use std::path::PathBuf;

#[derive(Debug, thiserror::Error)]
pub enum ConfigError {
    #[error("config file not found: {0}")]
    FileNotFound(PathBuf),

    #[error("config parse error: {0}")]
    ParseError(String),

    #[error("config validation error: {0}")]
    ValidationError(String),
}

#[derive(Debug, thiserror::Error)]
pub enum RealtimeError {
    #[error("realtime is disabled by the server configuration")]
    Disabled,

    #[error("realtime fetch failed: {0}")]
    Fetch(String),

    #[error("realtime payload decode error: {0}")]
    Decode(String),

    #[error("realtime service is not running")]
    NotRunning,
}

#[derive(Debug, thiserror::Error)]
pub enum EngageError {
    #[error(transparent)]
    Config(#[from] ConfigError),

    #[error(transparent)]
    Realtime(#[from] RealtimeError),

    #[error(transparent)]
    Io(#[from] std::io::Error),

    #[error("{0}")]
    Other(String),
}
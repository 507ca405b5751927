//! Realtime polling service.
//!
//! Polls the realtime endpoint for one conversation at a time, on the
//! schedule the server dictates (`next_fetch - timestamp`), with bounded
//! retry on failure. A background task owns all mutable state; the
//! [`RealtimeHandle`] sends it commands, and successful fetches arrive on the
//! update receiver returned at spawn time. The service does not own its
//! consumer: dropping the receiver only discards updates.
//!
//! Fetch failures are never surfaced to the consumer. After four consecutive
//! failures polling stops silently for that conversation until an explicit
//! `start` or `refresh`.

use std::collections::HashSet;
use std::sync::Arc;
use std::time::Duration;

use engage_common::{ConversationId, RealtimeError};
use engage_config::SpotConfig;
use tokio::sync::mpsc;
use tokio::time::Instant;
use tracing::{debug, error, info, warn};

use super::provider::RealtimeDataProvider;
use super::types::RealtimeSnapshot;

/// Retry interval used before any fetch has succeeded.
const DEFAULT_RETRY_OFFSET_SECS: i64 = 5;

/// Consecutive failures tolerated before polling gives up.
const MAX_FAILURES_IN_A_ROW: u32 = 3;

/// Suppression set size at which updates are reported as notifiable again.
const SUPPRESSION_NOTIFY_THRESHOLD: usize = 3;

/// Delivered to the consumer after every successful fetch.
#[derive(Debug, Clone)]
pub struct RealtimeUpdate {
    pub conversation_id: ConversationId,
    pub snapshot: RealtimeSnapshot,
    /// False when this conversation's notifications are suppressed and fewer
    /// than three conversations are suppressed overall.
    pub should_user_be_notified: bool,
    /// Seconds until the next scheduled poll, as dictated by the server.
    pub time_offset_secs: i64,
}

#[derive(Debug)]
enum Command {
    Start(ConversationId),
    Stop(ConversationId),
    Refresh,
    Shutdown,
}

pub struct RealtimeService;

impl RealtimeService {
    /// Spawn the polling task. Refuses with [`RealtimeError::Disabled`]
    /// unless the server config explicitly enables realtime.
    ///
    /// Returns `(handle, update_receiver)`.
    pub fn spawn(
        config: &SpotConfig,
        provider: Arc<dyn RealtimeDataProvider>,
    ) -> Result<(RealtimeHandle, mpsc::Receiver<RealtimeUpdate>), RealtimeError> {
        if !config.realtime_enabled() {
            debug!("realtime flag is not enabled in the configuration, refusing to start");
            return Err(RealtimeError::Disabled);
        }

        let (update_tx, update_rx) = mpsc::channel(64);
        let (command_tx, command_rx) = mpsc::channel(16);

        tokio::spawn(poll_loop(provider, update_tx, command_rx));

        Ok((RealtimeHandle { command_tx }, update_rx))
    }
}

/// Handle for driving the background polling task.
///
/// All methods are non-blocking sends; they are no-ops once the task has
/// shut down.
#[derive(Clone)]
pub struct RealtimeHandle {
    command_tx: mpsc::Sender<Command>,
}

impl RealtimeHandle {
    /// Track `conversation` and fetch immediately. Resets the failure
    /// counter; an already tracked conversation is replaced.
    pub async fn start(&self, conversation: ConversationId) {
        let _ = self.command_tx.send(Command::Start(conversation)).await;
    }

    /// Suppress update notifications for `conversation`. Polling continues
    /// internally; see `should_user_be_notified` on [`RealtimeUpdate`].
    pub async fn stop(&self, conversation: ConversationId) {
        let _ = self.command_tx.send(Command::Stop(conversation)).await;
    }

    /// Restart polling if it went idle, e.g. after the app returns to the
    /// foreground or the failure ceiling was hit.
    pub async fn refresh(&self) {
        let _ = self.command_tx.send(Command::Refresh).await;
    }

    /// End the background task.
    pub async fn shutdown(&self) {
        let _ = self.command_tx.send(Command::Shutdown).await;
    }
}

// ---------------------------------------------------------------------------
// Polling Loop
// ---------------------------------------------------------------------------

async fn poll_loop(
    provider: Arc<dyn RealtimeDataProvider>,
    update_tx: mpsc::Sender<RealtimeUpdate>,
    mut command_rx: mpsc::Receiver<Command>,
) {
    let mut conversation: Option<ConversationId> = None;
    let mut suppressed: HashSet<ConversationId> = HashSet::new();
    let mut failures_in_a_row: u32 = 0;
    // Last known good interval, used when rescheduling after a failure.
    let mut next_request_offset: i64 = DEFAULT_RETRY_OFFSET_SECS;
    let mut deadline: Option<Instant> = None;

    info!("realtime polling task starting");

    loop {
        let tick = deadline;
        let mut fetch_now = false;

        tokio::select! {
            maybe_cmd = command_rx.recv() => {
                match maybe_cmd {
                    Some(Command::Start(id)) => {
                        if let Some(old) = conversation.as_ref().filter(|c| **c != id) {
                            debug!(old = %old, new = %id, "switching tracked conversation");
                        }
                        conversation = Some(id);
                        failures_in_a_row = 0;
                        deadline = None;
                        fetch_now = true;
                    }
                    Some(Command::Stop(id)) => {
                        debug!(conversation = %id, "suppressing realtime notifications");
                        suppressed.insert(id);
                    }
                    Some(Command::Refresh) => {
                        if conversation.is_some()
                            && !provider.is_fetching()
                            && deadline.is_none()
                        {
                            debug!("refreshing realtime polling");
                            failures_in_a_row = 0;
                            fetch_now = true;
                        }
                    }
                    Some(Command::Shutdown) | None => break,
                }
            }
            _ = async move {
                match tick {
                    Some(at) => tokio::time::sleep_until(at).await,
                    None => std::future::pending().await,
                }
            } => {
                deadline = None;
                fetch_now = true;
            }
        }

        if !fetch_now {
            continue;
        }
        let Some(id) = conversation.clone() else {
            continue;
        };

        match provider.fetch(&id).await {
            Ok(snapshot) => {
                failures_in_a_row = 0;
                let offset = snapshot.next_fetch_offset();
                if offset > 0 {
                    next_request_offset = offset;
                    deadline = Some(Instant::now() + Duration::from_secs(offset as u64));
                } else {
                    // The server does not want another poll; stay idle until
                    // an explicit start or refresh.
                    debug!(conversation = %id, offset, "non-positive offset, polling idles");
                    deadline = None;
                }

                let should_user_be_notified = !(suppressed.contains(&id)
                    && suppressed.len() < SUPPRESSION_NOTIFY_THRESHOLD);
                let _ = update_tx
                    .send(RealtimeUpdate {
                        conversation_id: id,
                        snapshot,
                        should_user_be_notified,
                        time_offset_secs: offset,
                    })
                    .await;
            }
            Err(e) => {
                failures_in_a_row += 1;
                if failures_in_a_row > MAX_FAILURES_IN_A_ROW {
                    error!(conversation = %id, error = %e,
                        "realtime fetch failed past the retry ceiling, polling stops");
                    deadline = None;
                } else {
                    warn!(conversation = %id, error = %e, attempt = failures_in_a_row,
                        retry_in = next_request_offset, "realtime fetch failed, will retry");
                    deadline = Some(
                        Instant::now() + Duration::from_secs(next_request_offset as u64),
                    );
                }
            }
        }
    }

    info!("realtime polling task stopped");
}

> TASK DIRECTIONS: Proceeding from the line containing "const MAX_FAILURES_IN_A_ROW: u32 = 3;" through the line containing "pub struct RealtimeService;", transcribe the lines above exactly, both end lines included.

> SOLUTION:
const MAX_FAILURES_IN_A_ROW: u32 = 3;

/// Suppression set size at which updates are reported as notifiable again.
const SUPPRESSION_NOTIFY_THRESHOLD: usize = 3;

/// Delivered to the consumer after every successful fetch.
#[derive(Debug, Clone)]
pub struct RealtimeUpdate {
    pub conversation_id: ConversationId,
    pub snapshot: RealtimeSnapshot,
    /// False when this conversation's notifications are suppressed and fewer
    /// than three conversations are suppressed overall.
    pub should_user_be_notified: bool,
    /// Seconds until the next scheduled poll, as dictated by the server.
    pub time_offset_secs: i64,
}

#[derive(Debug)]
enum Command {
    Start(ConversationId),
    Stop(ConversationId),
    Refresh,
    Shutdown,
}

pub struct RealtimeService;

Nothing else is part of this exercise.